But when the sun sets on Friday, the widescreen TVs go dark, the family’s five computers shut down and appliances go off. Their Sub-Zero refrigerator is programmed to turn off its light as well as the ice maker and compressor. So, too, with a specially equipped Thermador oven, which stays at 170 degrees and overrides the safety feature found in other ovens that shuts off the heat after 24 hours.

Because the kosher kitchen and intricate wiring for timers and air conditioning were planned from the start, the additional construction costs were minimal. In two previous houses, the Gurfinkels underwent expensive kitchen remodels.

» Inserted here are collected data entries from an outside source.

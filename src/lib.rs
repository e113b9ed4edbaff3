//! Price Chaser
//!
//! Keeps resting post-only limit orders pinned to the best price of their
//! side of the book. When the best bid or ask moves away from an order, the
//! broker cancels it and places it again at the new price until it fills.
//!
//! The broker only depends on two seams:
//! - [`gateway::ExchangeGateway`]: place, cancel and a private fill stream
//! - [`feed::MarketDataFeed`]: per-instrument top-of-book changes
//!
//! [`coinbase`] implements both against Coinbase Exchange: REST for orders,
//! the websocket feed for book changes and fills.
//!
//! ## Example
//! ```no_run
//! use std::sync::Arc;
//! use price_chaser::coinbase::{
//!     ClientConfig, CoinbaseBookFeed, CoinbaseClient, CoinbaseGateway, Credentials, StreamConfig,
//! };
//! use price_chaser::{Broker, BrokerConfig, Instrument, Order, Side};
//! use rust_decimal_macros::dec;
//!
//! #[tokio::main]
//! async fn main() -> anyhow::Result<()> {
//!     let product = Instrument::new("BTC-USD");
//!     let credentials = Credentials::new("key", "c2VjcmV0", "passphrase");
//!     let client = Arc::new(CoinbaseClient::new(Some(credentials.clone()), ClientConfig::default())?);
//!     let stream = StreamConfig::default().with_credentials(Some(credentials));
//!     let gateway = CoinbaseGateway::new(client, stream.clone(), vec![product.clone()]);
//!     let feed = CoinbaseBookFeed::new(stream);
//!
//!     let mut broker = Broker::new(Arc::new(gateway), Arc::new(feed), BrokerConfig::default());
//!     broker.queue_order(Order::new(product, Side::Sell, dec!(0.5))?)?;
//!     broker.run();
//!     broker.serve().await;
//!     Ok(())
//! }
//! ```

pub mod broker;
pub mod coinbase;
pub mod common;
pub mod config;
pub mod feed;
pub mod gateway;
pub mod order;
pub mod queue;
pub mod types;

pub use broker::{Broker, BrokerError, BrokerEvent, OrderRef};
pub use config::{BrokerConfig, Config};
pub use feed::{FeedEvent, MarketDataFeed};
pub use gateway::{ExchangeGateway, FillNotification, GatewayError, GatewayEvent, PlaceAck, PlaceRequest};
pub use order::{Order, OrderError, OrderStatus};
pub use queue::OrderQueue;
pub use types::*;
//! Coinbase Exchange request signing
//!
//! Every private request carries `CB-ACCESS-KEY`, `CB-ACCESS-SIGN`,
//! `CB-ACCESS-TIMESTAMP` and `CB-ACCESS-PASSPHRASE`. The signature is
//! base64(HMAC-SHA256(base64-decoded secret, timestamp + method + path + body)).

use base64::{engine::general_purpose::STANDARD, Engine as _};
use hmac::{Hmac, Mac};
use sha2::Sha256;
use std::fmt;

use crate::gateway::{GatewayError, GatewayResult};

type HmacSha256 = Hmac<Sha256>;

/// API key, base64 secret and passphrase of one API profile
#[derive(Clone)]
pub struct Credentials {
    api_key: String,
    api_secret: String,
    passphrase: String,
}

impl Credentials {
    pub fn new(
        api_key: impl Into<String>,
        api_secret: impl Into<String>,
        passphrase: impl Into<String>,
    ) -> Self {
        Self {
            api_key: api_key.into(),
            api_secret: api_secret.into(),
            passphrase: passphrase.into(),
        }
    }

    /// Build from optional config values, failing on the first missing one
    pub fn from_parts(
        api_key: Option<&str>,
        api_secret: Option<&str>,
        passphrase: Option<&str>,
    ) -> GatewayResult<Self> {
        let require = |value: Option<&str>, name: &str| {
            value
                .filter(|v| !v.is_empty())
                .map(str::to_string)
                .ok_or_else(|| GatewayError::Auth(format!("{} must be set", name)))
        };
        Ok(Self {
            api_key: require(api_key, "COINBASE_API_KEY")?,
            api_secret: require(api_secret, "COINBASE_API_SECRET")?,
            passphrase: require(passphrase, "COINBASE_API_PASSPHRASE")?,
        })
    }

    pub fn api_key(&self) -> &str {
        &self.api_key
    }

    pub fn passphrase(&self) -> &str {
        &self.passphrase
    }

    pub fn sign(
        &self,
        timestamp: &str,
        method: &str,
        request_path: &str,
        body: &str,
    ) -> GatewayResult<String> {
        sign_request(&self.api_secret, timestamp, method, request_path, body)
    }
}

impl fmt::Debug for Credentials {
    fn fmt(&self, f: &mut fmt::Formatter<'_>) -> fmt::Result {
        f.debug_struct("Credentials")
            .field("api_key", &self.api_key)
            .field("api_secret", &"<redacted>")
            .field("passphrase", &"<redacted>")
            .finish()
    }
}

pub fn sign_request(
    secret: &str,
    timestamp: &str,
    method: &str,
    request_path: &str,
    body: &str,
) -> GatewayResult<String> {
    let key = STANDARD
        .decode(secret)
        .map_err(|e| GatewayError::Auth(format!("API secret is not valid base64: {}", e)))?;
    let mut mac =
        HmacSha256::new_from_slice(&key).map_err(|e| GatewayError::Auth(e.to_string()))?;
    mac.update(timestamp.as_bytes());
    mac.update(method.to_uppercase().as_bytes());
    mac.update(request_path.as_bytes());
    mac.update(body.as_bytes());
    Ok(STANDARD.encode(mac.finalize().into_bytes()))
}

Rabbi Daniel Korobkin of Kehillat Yavneh, a Hancock Park synagogue where the Gurfinkels worship, says they “represent a young, financially successful family that sees no conflict between living an observant religious life and a modern lifestyle.”

A home, the rabbi says, is an extension of the synagogue and Hebrew school. Every doorway has a mezuza -- a parchment scroll with passages from the Torah -- in a rectangular case that “reminds us that we are Jewish and affirms our belief in God, who is very much a part of our lives.”

There are 65 mezuzot in the Gurfinkel residence installed at an angle about two-thirds of the way up doorposts and archways. The one at the doorway to 5-year-old Jake’s room is ceramic with a cowboy boot and a star with the Hebrew letter shin.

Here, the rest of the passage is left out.